Die Banken müssten nach dem Kommissionskonzept ihre Risikopapiere vollständig offenlegen, bevor diese an eine Bad Bank übertragen werden oder vom Staat versichert werden könnten. Auch wird in Betracht gezogen, die Banken dazu zu verpflichten, sich der faulen Wertpapiere zu entledigen. Die EU-Staaten sollen den Geldhäusern dafür ein Zeitfenster von sechs Monaten einräumen, das nur in extremen Ausnahmefällen verlängert werden könnte. Die Reinigungsaktion würde sich nicht nur auf die US-Hypothekenmarktpapiere beschränken, von denen die Krise ausging, sondern auch noch andere Kategorien von Finanztiteln einschließen, die EU-weit festgelegt werden sollen. Wer mit staatlicher Hilfe seine Bilanz bereinigt, muss demnach mindestens 50 Prozent des Verlustes selbst tragen.

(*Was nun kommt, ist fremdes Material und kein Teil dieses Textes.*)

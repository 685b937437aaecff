//! Built-in reference procedures

use super::{CatalogRecord, Digitization, RecordKind};

struct SampleProcedure {
    id: u64,
    title: &'static str,
    description: &'static str,
    category: &'static str,
    record_type: &'static str,
    duration: &'static str,
    complexity: &'static str,
    popularity: u32,
    status: &'static str,
    digitization: Digitization,
}

const PROCEDURES: &[SampleProcedure] = &[
    SampleProcedure {
        id: 1,
        title: "Création d'entreprise SARL",
        description: "Procédure complète pour créer une société à responsabilité limitée",
        category: "Entreprise",
        record_type: "commercial",
        duration: "15-30 jours",
        complexity: "Moyenne",
        popularity: 95,
        status: "active",
        digitization: Digitization::Yes,
    },
    SampleProcedure {
        id: 2,
        title: "Permis de construire",
        description: "Demande d'autorisation de construction pour bâtiment résidentiel",
        category: "Urbanisme",
        record_type: "urbanisme",
        duration: "2-3 mois",
        complexity: "Élevée",
        popularity: 87,
        status: "active",
        digitization: Digitization::Partially,
    },
    SampleProcedure {
        id: 3,
        title: "Carte nationale d'identité",
        description: "Renouvellement ou première demande de CNI",
        category: "État Civil",
        record_type: "civil",
        duration: "7-14 jours",
        complexity: "Faible",
        popularity: 92,
        status: "active",
        digitization: Digitization::Yes,
    },
    SampleProcedure {
        id: 4,
        title: "Passeport biométrique",
        description: "Demande de passeport biométrique pour voyages internationaux",
        category: "État Civil",
        record_type: "civil",
        duration: "10-21 jours",
        complexity: "Moyenne",
        popularity: 89,
        status: "active",
        digitization: Digitization::Yes,
    },
    SampleProcedure {
        id: 5,
        title: "Licence d'importation",
        description: "Obtention d'une licence pour l'importation de marchandises",
        category: "Commerce",
        record_type: "commercial",
        duration: "30-45 jours",
        complexity: "Élevée",
        popularity: 76,
        status: "modified",
        digitization: Digitization::Partially,
    },
    SampleProcedure {
        id: 6,
        title: "Certificat de résidence",
        description: "Demande de certificat de résidence pour usage administratif",
        category: "État Civil",
        record_type: "civil",
        duration: "3-7 jours",
        complexity: "Faible",
        popularity: 85,
        status: "active",
        digitization: Digitization::No,
    },
    SampleProcedure {
        id: 7,
        title: "Agrément sanitaire",
        description: "Obtention d'agrément pour activités liées à l'alimentation",
        category: "Santé",
        record_type: "commercial",
        duration: "45-60 jours",
        complexity: "Élevée",
        popularity: 73,
        status: "suspended",
        digitization: Digitization::No,
    },
    SampleProcedure {
        id: 8,
        title: "Déclaration fiscale entreprise",
        description: "Procédure de déclaration fiscale annuelle pour entreprises",
        category: "Fiscalité",
        record_type: "fiscalite",
        duration: "5-15 jours",
        complexity: "Moyenne",
        popularity: 91,
        status: "active",
        digitization: Digitization::Yes,
    },
];

pub(super) fn procedure_records() -> Vec<CatalogRecord> {
    PROCEDURES
        .iter()
        .map(|sample| {
            let mut record = CatalogRecord::new(
                sample.id,
                RecordKind::Procedure,
                sample.title,
                sample.description,
                sample.category,
                sample.record_type,
                sample.status,
                sample.digitization,
            );
            record.duration = Some(sample.duration.to_string());
            record.complexity = Some(sample.complexity.to_string());
            record.popularity = Some(sample.popularity);
            record
        })
        .collect()
}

Die EU-Kommission warnt die EU-Länder davor, sich mit der Wertpapier-Entsorgung zu übernehmen. Die staatliche Unterstützung dürfe kein Ausmaß annehmen, das Sorgen über Finanzierungsprobleme oder eine Überschuldung der jeweiligen Staaten schüren würde.

Auch die Bewertung der Wertpapiere soll EU-einheitlichen Regeln folgen, um Wettbewerbsverzerrungen zu vermeiden. Um die Banken zu entlasten, sei es unvermeidlich, einen Preis über dem aktuellen Marktwert anzusetzen. Aus Sicht der Kommission sei ein Transferwert akzeptabel, der den langfristigen ökonomischen Wert eines Assets widerspiegele. Eine noch höhere Bewertung sei nur möglich, wenn es eine Regelung dafür gebe, wie der Staat nach der Erholung einer Bank wieder an sein Geld komme. Die EU-Länder könnten auch nationale Bewertungsmethoden nutzen, die die EU-Kommission dann überprüfen würde.

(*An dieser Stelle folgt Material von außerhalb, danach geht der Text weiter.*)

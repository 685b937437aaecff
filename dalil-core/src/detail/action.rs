//! Action keys and the events they resolve to

use chrono::{DateTime, Utc};
use serde::{Deserialize, Serialize};
use std::fmt;
use std::str::FromStr;

use crate::catalog::RecordKind;

/// Stable identifier of a user-triggerable action
#[derive(Debug, Clone, Copy, PartialEq, Eq, Hash, Serialize, Deserialize)]
#[serde(rename_all = "snake_case")]
pub enum ActionKey {
    Download,
    Share,
    Print,
    Favorite,
    /// Find the service office handling a procedure
    Locate,
    /// Estimate the fees of a procedure
    EstimateCost,
}

impl ActionKey {
    pub fn as_str(self) -> &'static str {
        match self {
            ActionKey::Download => "download",
            ActionKey::Share => "share",
            ActionKey::Print => "print",
            ActionKey::Favorite => "favorite",
            ActionKey::Locate => "locate",
            ActionKey::EstimateCost => "estimate_cost",
        }
    }

    /// Actions offered for a record kind, in display order
    pub fn for_kind(kind: RecordKind) -> &'static [ActionKey] {
        match kind {
            RecordKind::Procedure => &[
                ActionKey::Download,
                ActionKey::Locate,
                ActionKey::EstimateCost,
                ActionKey::Favorite,
            ],
            RecordKind::LegalText => &[
                ActionKey::Download,
                ActionKey::Share,
                ActionKey::Favorite,
                ActionKey::Print,
            ],
        }
    }

    /// Button label for a record kind
    pub fn label(self, kind: RecordKind) -> &'static str {
        match (self, kind) {
            (ActionKey::Download, RecordKind::Procedure) => "Télécharger Formulaire",
            (ActionKey::Download, RecordKind::LegalText) => "Télécharger PDF",
            (ActionKey::Share, _) => "Partager",
            (ActionKey::Print, _) => "Imprimer",
            (ActionKey::Favorite, _) => "Ajouter aux favoris",
            (ActionKey::Locate, _) => "Localiser Service",
            (ActionKey::EstimateCost, _) => "Calculer Coûts",
        }
    }
}

impl fmt::Display for ActionKey {
    fn fmt(&self, f: &mut fmt::Formatter<'_>) -> fmt::Result {
        f.write_str(self.as_str())
    }
}

impl FromStr for ActionKey {
    type Err = ();

    fn from_str(s: &str) -> Result<Self, Self::Err> {
        match s {
            "download" => Ok(ActionKey::Download),
            "share" => Ok(ActionKey::Share),
            "print" => Ok(ActionKey::Print),
            "favorite" => Ok(ActionKey::Favorite),
            "locate" => Ok(ActionKey::Locate),
            "estimate_cost" => Ok(ActionKey::EstimateCost),
            _ => Err(()),
        }
    }
}

/// Action-specific details the host needs to carry the action out
#[derive(Debug, Clone, PartialEq, Eq, Serialize, Deserialize)]
#[serde(tag = "kind", rename_all = "snake_case")]
pub enum ActionPayload {
    Download { format: String },
    Share { url: String },
    None,
}

/// A resolved action, ready for the host to dispatch
///
/// Nothing has been downloaded, shared or printed when this is returned.
#[derive(Debug, Clone, PartialEq, Eq, Serialize, Deserialize)]
#[serde(rename_all = "camelCase")]
pub struct ActionEvent {
    pub action_key: ActionKey,
    pub record_id: u64,
    pub record_title: String,
    pub timestamp: DateTime<Utc>,
    pub payload: ActionPayload,
}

Die Banken müssten strikte Auflagen erfüllen, wenn sie den Staat in Anspruch nehmen. So wären sie dazu verpflichtet, das Kreditgeschäft in Gang zu bringen und mit dem neu gewonnenen Spielraum nicht etwa eine Wachstumsstrategie zu finanzieren. Auch für Dividenden und Managergehälter sollen Restriktionen gelten. Welche Auflagen noch nötig sein könnten, damit eine Bank langfristig lebensfähig ist und der Wettbewerb nicht verzerrt wird, will die Kommission im Einzelfall prüfen.